A maximum of five consultations were included per GP. Patients and GPs filled in the questionnaires separately, directly after the consultation.
 
The authors, who believe this is the first study of its kind, said lack of agreement on the level of empathy shown in consultation means that questioning GPs only on empathy in primary care consultations would not be sufficient to gauge patients’ perceptions.
 
‘The results of this study show that GPs and their patients disagree to some extent on the level of empathy during consultations,’ the researchers said.
 
‘Physicians should be made aware of this disagreement to give them more confidence in their empathic skills.
 
‘Given the therapeutic effects of empathy in the clinical encounter, GPs’ trust in their own empathic skills might result in even better person-centred communication and further enhancement of quality of care.’
 
The researchers also said the discrepancies and the differences found in this study show that studies using self-reporting to rate the health practitioner’s empathy may not accurately reflect actual patient-perceived empathy, and might therefore provide inaccurate results regarding the practitioner’s empathy and, consequently, its effectiveness.
 
They recommend further research using qualitative methods to find explanations for the different answers of GPs and patients.
 
Dr Wilson, who is Chair of the RACGP Specific Interests Addiction Medicine network, said it was a pleasant surprise to read the result of the study.
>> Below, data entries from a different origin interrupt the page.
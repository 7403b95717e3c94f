//! # Option Pricing
//!
//! Vanilla option pricers under the risk-neutral measure.
//!
//! | Module | Description |
//! |--------|-------------|
//! | [`quant::pricing::binomial`] | American (or European) options on a recombining binomial lattice. |
//! | [`quant::pricing::bsm`] | Black-Scholes closed form. |
//! | [`quant::pricing::monte_carlo`] | Monte Carlo estimate from exact terminal GBM draws. |
//! | [`quant::pricing::greeks`] | Delta, gamma, vega, theta and rho. |
//!
//! Every entry point validates its inputs first and returns a
//! [`PricingResult`]; nothing panics on bad parameters. Each call emits a
//! `tracing` debug event with its arguments and duration.
//!
//! ## Example Usage
//!
//! ```rust
//! use option_pricing::prelude::*;
//!
//! let call = black_scholes(0.01, 30.0, 40.0, 240.0 / 365.0, 0.30, OptionType::Call)?;
//! let put = american_tree(100.0, 1.0, 100.0, 0.06, 100, 1.1, 1.0 / 1.1, "P".parse()?)?;
//! ```

pub mod error;
pub mod quant;
pub mod traits;

pub use crate::error::PricingError;
pub use crate::error::PricingResult;

pub mod prelude {
  pub use crate::error::PricingError;
  pub use crate::error::PricingResult;
  pub use crate::quant::pricing::binomial::american_tree;
  pub use crate::quant::pricing::binomial::BinomialPricer;
  pub use crate::quant::pricing::bsm::black_scholes;
  pub use crate::quant::pricing::bsm::BSMPricer;
  pub use crate::quant::pricing::greeks;
  pub use crate::quant::pricing::greeks::Greeks;
  pub use crate::quant::pricing::monte_carlo::monte_carlo_price;
  pub use crate::quant::pricing::monte_carlo::McEstimate;
  pub use crate::quant::pricing::monte_carlo::MonteCarloPricer;
  pub use crate::quant::OptionStyle;
  pub use crate::quant::OptionType;
  pub use crate::traits::GreeksExt;
  pub use crate::traits::PricerExt;
  pub use crate::traits::TimeExt;
}
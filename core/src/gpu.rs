//! GPU utilization samples and their per-batch summary
//!
//! Device polling happens elsewhere; this module only holds the sample
//! shape and reduces a sample series to the summary the aggregator joins.

use serde::{Deserialize, Serialize};

const BYTES_PER_MB: f64 = 1024.0 * 1024.0;

/// One reading taken from the GPU during a batch
#[derive(Debug, Clone, Copy, PartialEq, Serialize, Deserialize)]
pub struct GpuSample {
    /// Monotonic timestamp (seconds)
    pub timestamp: f64,
    /// Device memory in use
    pub memory_used_bytes: u64,
    /// Device memory capacity
    pub memory_total_bytes: u64,
    /// Compute utilization (0-100)
    pub gpu_utilization_pct: u32,
    /// Memory controller utilization (0-100)
    pub memory_utilization_pct: u32,
    /// Board power draw
    pub power_watts: f64,
    /// Core temperature
    pub temperature_c: u32,
}

/// Summary of the samples co-incident with one batch
#[derive(Debug, Clone, Default, PartialEq, Serialize, Deserialize)]
pub struct GpuMonitorResult {
    /// Raw samples the summary was built from
    #[serde(default, skip_serializing_if = "Vec::is_empty")]
    pub samples: Vec<GpuSample>,
    /// Highest memory use seen
    pub peak_memory_bytes: u64,
    /// Mean compute utilization (percent)
    pub avg_gpu_utilization_pct: f64,
    /// Mean power draw (watts)
    pub avg_power_watts: f64,
}

impl GpuMonitorResult {
    /// Summarize a sample series. An empty series yields all zeros.
    pub fn from_samples(samples: Vec<GpuSample>) -> Self {
        if samples.is_empty() {
            return Self::default();
        }

        let n = samples.len() as f64;
        let peak_memory_bytes = samples
            .iter()
            .map(|s| s.memory_used_bytes)
            .max()
            .unwrap_or(0);
        let avg_gpu_utilization_pct = samples
            .iter()
            .map(|s| s.gpu_utilization_pct as f64)
            .sum::<f64>()
            / n;
        let avg_power_watts = samples.iter().map(|s| s.power_watts).sum::<f64>() / n;

        Self {
            samples,
            peak_memory_bytes,
            avg_gpu_utilization_pct,
            avg_power_watts,
        }
    }

    /// Peak memory converted to megabytes (MiB)
    pub fn peak_memory_mb(&self) -> f64 {
        self.peak_memory_bytes as f64 / BYTES_PER_MB
    }
}

/// GPU statistics attached to an aggregated batch
#[derive(Debug, Clone, Copy, PartialEq, Serialize, Deserialize)]
pub struct GpuUsage {
    /// Peak memory in use (MB)
    pub peak_memory_mb: f64,
    /// Mean compute utilization (percent)
    pub avg_utilization_pct: f64,
    /// Mean power draw (watts)
    pub avg_power_w: f64,
}

impl From<&GpuMonitorResult> for GpuUsage {
    fn from(result: &GpuMonitorResult) -> Self {
        Self {
            peak_memory_mb: result.peak_memory_mb(),
            avg_utilization_pct: result.avg_gpu_utilization_pct,
            avg_power_w: result.avg_power_watts,
        }
    }
}
//! Error types for llm-bench-core

use thiserror::Error;

use crate::config::ConfigError;

/// Core error type
#[derive(Error, Debug)]
pub enum Error {
    /// A batch handed to the aggregator could not be summarized
    #[error("invalid batch: {0}")]
    InvalidBatch(String),

    /// Configuration failed validation
    #[error("configuration error: {0}")]
    Config(#[from] ConfigError),

    /// IO error
    #[error("IO error: {0}")]
    Io(#[from] std::io::Error),

    /// Configuration file could not be parsed
    #[error("YAML error: {0}")]
    Yaml(#[from] serde_yaml::Error),
}

/// Result type alias
pub type Result<T> = std::result::Result<T, Error>;
//! Benchmark run configuration
//!
//! Loaded from YAML and validated before any request is issued.

use std::path::Path;

use serde::{Deserialize, Serialize};

use crate::error::Result;

/// Top-level benchmark configuration
#[derive(Debug, Clone, PartialEq, Serialize, Deserialize)]
pub struct BenchmarkConfig {
    /// Model under test
    pub model: ModelConfig,
    /// Serving backend
    pub backend: BackendConfig,
    /// Load generation parameters
    #[serde(default)]
    pub load: LoadConfig,
    /// GPU sampling parameters
    #[serde(default)]
    pub gpu_monitor: GpuMonitorConfig,
    /// Report output parameters
    #[serde(default)]
    pub report: ReportConfig,
    /// Requests issued before measurement starts
    #[serde(default = "default_warmup_requests")]
    pub warmup_requests: usize,
}

/// Weight precision the backend loads the model with
#[derive(Debug, Clone, Copy, Default, PartialEq, Eq, Serialize, Deserialize)]
#[serde(rename_all = "lowercase")]
pub enum Dtype {
    /// Let the backend decide
    #[default]
    Auto,
    /// IEEE half precision
    Float16,
    /// Brain floating point
    Bfloat16,
    /// Single precision
    Float32,
}

/// Model settings
#[derive(Debug, Clone, PartialEq, Serialize, Deserialize)]
pub struct ModelConfig {
    /// Model name or path
    pub name: String,
    /// Load precision
    #[serde(default)]
    pub dtype: Dtype,
    /// Context length override
    #[serde(default, skip_serializing_if = "Option::is_none")]
    pub max_model_len: Option<usize>,
    /// Allow custom model code from the hub
    #[serde(default)]
    pub trust_remote_code: bool,
    /// Fraction of device memory the backend may claim
    #[serde(default = "default_gpu_memory_utilization")]
    pub gpu_memory_utilization: f64,
}

/// Supported serving backends
#[derive(Debug, Clone, Copy, PartialEq, Eq, Hash, Serialize, Deserialize)]
#[serde(rename_all = "snake_case")]
pub enum BackendKind {
    /// Plain Hugging Face generate loop
    HfNaive,
    /// vLLM OpenAI-compatible server
    Vllm,
    /// SGLang server
    Sglang,
}

impl std::fmt::Display for BackendKind {
    fn fmt(&self, f: &mut std::fmt::Formatter<'_>) -> std::fmt::Result {
        match self {
            BackendKind::HfNaive => write!(f, "hf_naive"),
            BackendKind::Vllm => write!(f, "vllm"),
            BackendKind::Sglang => write!(f, "sglang"),
        }
    }
}

/// Backend settings
#[derive(Debug, Clone, PartialEq, Serialize, Deserialize)]
pub struct BackendConfig {
    /// Which backend to launch
    pub name: BackendKind,
    /// Bind host
    #[serde(default = "default_host")]
    pub host: String,
    /// Bind port
    #[serde(default = "default_port")]
    pub port: u16,
    /// Extra command-line arguments passed through to the backend
    #[serde(default)]
    pub extra_args: Vec<String>,
}

/// Where prompts come from
#[derive(Debug, Clone, Copy, Default, PartialEq, Eq, Serialize, Deserialize)]
#[serde(rename_all = "lowercase")]
pub enum PromptSource {
    /// Synthetic prompts of `input_len` tokens
    #[default]
    Random,
    /// ShareGPT conversation dump
    Sharegpt,
}

/// Load generation settings
#[derive(Debug, Clone, PartialEq, Serialize, Deserialize)]
#[serde(default)]
pub struct LoadConfig {
    /// Concurrency levels to sweep, one batch each
    pub concurrency_levels: Vec<usize>,
    /// Requests per concurrency level
    pub num_requests: usize,
    /// Prompt source
    pub prompt_source: PromptSource,
    /// ShareGPT file, required when `prompt_source` is `sharegpt`
    #[serde(skip_serializing_if = "Option::is_none")]
    pub sharegpt_path: Option<String>,
    /// Prompt length in tokens
    pub input_len: usize,
    /// Completion length in tokens
    pub output_len: usize,
}

impl Default for LoadConfig {
    fn default() -> Self {
        Self {
            concurrency_levels: vec![1, 2, 4, 8, 16],
            num_requests: 50,
            prompt_source: PromptSource::Random,
            sharegpt_path: None,
            input_len: 256,
            output_len: 128,
        }
    }
}

/// GPU sampling settings
#[derive(Debug, Clone, PartialEq, Serialize, Deserialize)]
#[serde(default)]
pub struct GpuMonitorConfig {
    /// Sample the GPU during each batch
    pub enabled: bool,
    /// Sampling period
    pub sample_interval_ms: u64,
    /// Device to sample
    pub device_index: u32,
}

impl Default for GpuMonitorConfig {
    fn default() -> Self {
        Self {
            enabled: true,
            sample_interval_ms: 100,
            device_index: 0,
        }
    }
}

/// Report output format
#[derive(Debug, Clone, Copy, PartialEq, Eq, Hash, Serialize, Deserialize)]
#[serde(rename_all = "lowercase")]
pub enum ReportFormat {
    /// Machine-readable summary
    Json,
    /// One row per batch
    Csv,
    /// Rendered report with charts
    Html,
}

/// Report settings
#[derive(Debug, Clone, PartialEq, Serialize, Deserialize)]
#[serde(default)]
pub struct ReportConfig {
    /// Directory results are written to
    pub output_dir: String,
    /// Formats to render
    pub formats: Vec<ReportFormat>,
}

impl Default for ReportConfig {
    fn default() -> Self {
        Self {
            output_dir: "results".into(),
            formats: vec![ReportFormat::Json, ReportFormat::Html],
        }
    }
}

fn default_warmup_requests() -> usize {
    3
}

fn default_gpu_memory_utilization() -> f64 {
    0.90
}

fn default_host() -> String {
    "127.0.0.1".into()
}

fn default_port() -> u16 {
    8000
}

impl BenchmarkConfig {
    /// Parse a configuration from YAML text and validate it
    pub fn from_yaml(text: &str) -> Result<Self> {
        let config: Self = serde_yaml::from_str(text)?;
        config.validate()?;
        Ok(config)
    }

    /// Validate the configuration
    pub fn validate(&self) -> std::result::Result<(), ConfigError> {
        if self.load.concurrency_levels.is_empty() {
            return Err(ConfigError::InvalidConcurrency(
                "at least one concurrency level is required".into(),
            ));
        }

        if self.load.concurrency_levels.contains(&0) {
            return Err(ConfigError::InvalidConcurrency(
                "concurrency levels must be at least 1".into(),
            ));
        }

        if self.load.num_requests == 0 {
            return Err(ConfigError::InvalidRequestCount(
                "num_requests must be at least 1".into(),
            ));
        }

        let util = self.model.gpu_memory_utilization;
        if !(util > 0.0 && util <= 1.0) {
            return Err(ConfigError::InvalidMemoryUtilization(format!(
                "gpu_memory_utilization must be in (0, 1], got {util}"
            )));
        }

        if self.load.prompt_source == PromptSource::Sharegpt
            && self.load.sharegpt_path.is_none()
        {
            return Err(ConfigError::MissingPromptFile(
                "sharegpt_path is required when prompt_source is sharegpt".into(),
            ));
        }

        if self.gpu_monitor.enabled && self.gpu_monitor.sample_interval_ms == 0 {
            return Err(ConfigError::InvalidSampleInterval(
                "sample_interval_ms must be positive when monitoring is enabled".into(),
            ));
        }

        Ok(())
    }
}

/// Load and validate a configuration file
pub fn load_config(path: impl AsRef<Path>) -> Result<BenchmarkConfig> {
    let text = std::fs::read_to_string(path.as_ref())?;
    BenchmarkConfig::from_yaml(&text)
}

/// Configuration validation errors
#[derive(Debug, thiserror::Error)]
pub enum ConfigError {
    /// Invalid concurrency levels
    #[error("Invalid concurrency: {0}")]
    InvalidConcurrency(String),

    /// Invalid request count
    #[error("Invalid request count: {0}")]
    InvalidRequestCount(String),

    /// Memory fraction out of range
    #[error("Invalid GPU memory utilization: {0}")]
    InvalidMemoryUtilization(String),

    /// Prompt file missing for the selected source
    #[error("Missing prompt file: {0}")]
    MissingPromptFile(String),

    /// GPU sampling period out of range
    #[error("Invalid sample interval: {0}")]
    InvalidSampleInterval(String),
}

#[cfg(test)]
mod tests {
    use super::*;
    use crate::error::Error;
    use std::io::Write;

    const MINIMAL: &str = "
model:
  name: meta-llama/Llama-3.1-8B-Instruct
backend:
  name: vllm
";

    #[test]
    fn test_defaults_from_minimal_yaml() {
        let config = BenchmarkConfig::from_yaml(MINIMAL).unwrap();

        assert_eq!(config.model.dtype, Dtype::Auto);
        assert_eq!(config.model.gpu_memory_utilization, 0.90);
        assert!(!config.model.trust_remote_code);
        assert_eq!(config.backend.name, BackendKind::Vllm);
        assert_eq!(config.backend.host, "127.0.0.1");
        assert_eq!(config.backend.port, 8000);
        assert_eq!(config.load.concurrency_levels, vec![1, 2, 4, 8, 16]);
        assert_eq!(config.load.num_requests, 50);
        assert_eq!(config.load.prompt_source, PromptSource::Random);
        assert!(config.gpu_monitor.enabled);
        assert_eq!(config.gpu_monitor.sample_interval_ms, 100);
        assert_eq!(config.report.output_dir, "results");
        assert_eq!(
            config.report.formats,
            vec![ReportFormat::Json, ReportFormat::Html]
        );
        assert_eq!(config.warmup_requests, 3);
    }

    #[test]
    fn test_full_yaml() {
        let yaml = "
model:
  name: Qwen/Qwen2.5-7B
  dtype: bfloat16
  max_model_len: 8192
backend:
  name: sglang
  port: 30000
  extra_args: [\"--tp\", \"2\"]
load:
  concurrency_levels: [4, 32]
  num_requests: 200
  prompt_source: sharegpt
  sharegpt_path: data/sharegpt.json
gpu_monitor:
  enabled: false
  sample_interval_ms: 0
report:
  formats: [csv]
warmup_requests: 0
";
        let config = BenchmarkConfig::from_yaml(yaml).unwrap();

        assert_eq!(config.model.dtype, Dtype::Bfloat16);
        assert_eq!(config.model.max_model_len, Some(8192));
        assert_eq!(config.backend.name, BackendKind::Sglang);
        assert_eq!(config.backend.extra_args, vec!["--tp", "2"]);
        assert_eq!(config.load.concurrency_levels, vec![4, 32]);
        assert_eq!(config.load.input_len, 256);
        assert_eq!(config.report.formats, vec![ReportFormat::Csv]);
        assert_eq!(config.warmup_requests, 0);
    }

    #[test]
    fn test_unknown_backend_rejected() {
        let yaml = MINIMAL.replace("vllm", "tgi");
        assert!(matches!(BenchmarkConfig::from_yaml(&yaml), Err(Error::Yaml(_))));
    }

    #[test]
    fn test_validation_zero_concurrency() {
        let mut config = BenchmarkConfig::from_yaml(MINIMAL).unwrap();
        config.load.concurrency_levels = vec![1, 0];
        assert!(matches!(
            config.validate(),
            Err(ConfigError::InvalidConcurrency(_))
        ));

        config.load.concurrency_levels.clear();
        assert!(config.validate().is_err());
    }

    #[test]
    fn test_validation_zero_requests() {
        let mut config = BenchmarkConfig::from_yaml(MINIMAL).unwrap();
        config.load.num_requests = 0;
        assert!(matches!(
            config.validate(),
            Err(ConfigError::InvalidRequestCount(_))
        ));
    }

    #[test]
    fn test_validation_memory_utilization() {
        let mut config = BenchmarkConfig::from_yaml(MINIMAL).unwrap();
        for bad in [0.0, -0.5, 1.5] {
            config.model.gpu_memory_utilization = bad;
            assert!(config.validate().is_err());
        }
        config.model.gpu_memory_utilization = 1.0;
        assert!(config.validate().is_ok());
    }

    #[test]
    fn test_validation_sharegpt_requires_path() {
        let mut config = BenchmarkConfig::from_yaml(MINIMAL).unwrap();
        config.load.prompt_source = PromptSource::Sharegpt;
        assert!(matches!(
            config.validate(),
            Err(ConfigError::MissingPromptFile(_))
        ));
    }

    #[test]
    fn test_validation_sample_interval() {
        let mut config = BenchmarkConfig::from_yaml(MINIMAL).unwrap();
        config.gpu_monitor.sample_interval_ms = 0;
        assert!(config.validate().is_err());

        config.gpu_monitor.enabled = false;
        assert!(config.validate().is_ok());
    }

    #[test]
    fn test_load_config_from_file() {
        let mut file = tempfile::NamedTempFile::new().unwrap();
        file.write_all(MINIMAL.as_bytes()).unwrap();

        let config = load_config(file.path()).unwrap();
        assert_eq!(config.model.name, "meta-llama/Llama-3.1-8B-Instruct");
    }

    #[test]
    fn test_load_config_missing_file() {
        let err = load_config("/nonexistent/bench.yaml").unwrap_err();
        assert!(matches!(err, Error::Io(_)));
    }

    #[test]
    fn test_backend_display() {
        assert_eq!(BackendKind::HfNaive.to_string(), "hf_naive");
        assert_eq!(BackendKind::Sglang.to_string(), "sglang");
    }
}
She said patients generally rely upon their general sense of satisfaction when evaluating their GP.
 
‘Our patients are generally very loyal and forgiving for us,’ Dr Wilson said. ‘They value that relationship. And they value the relationship over time.
 
‘Also, we as practitioners over-estimate the need to do things, to be scientific, to find answers, to have the right treatment when, in fact, what our patients need is that human connection, that respectful professional who spends time with them [and] supports them.’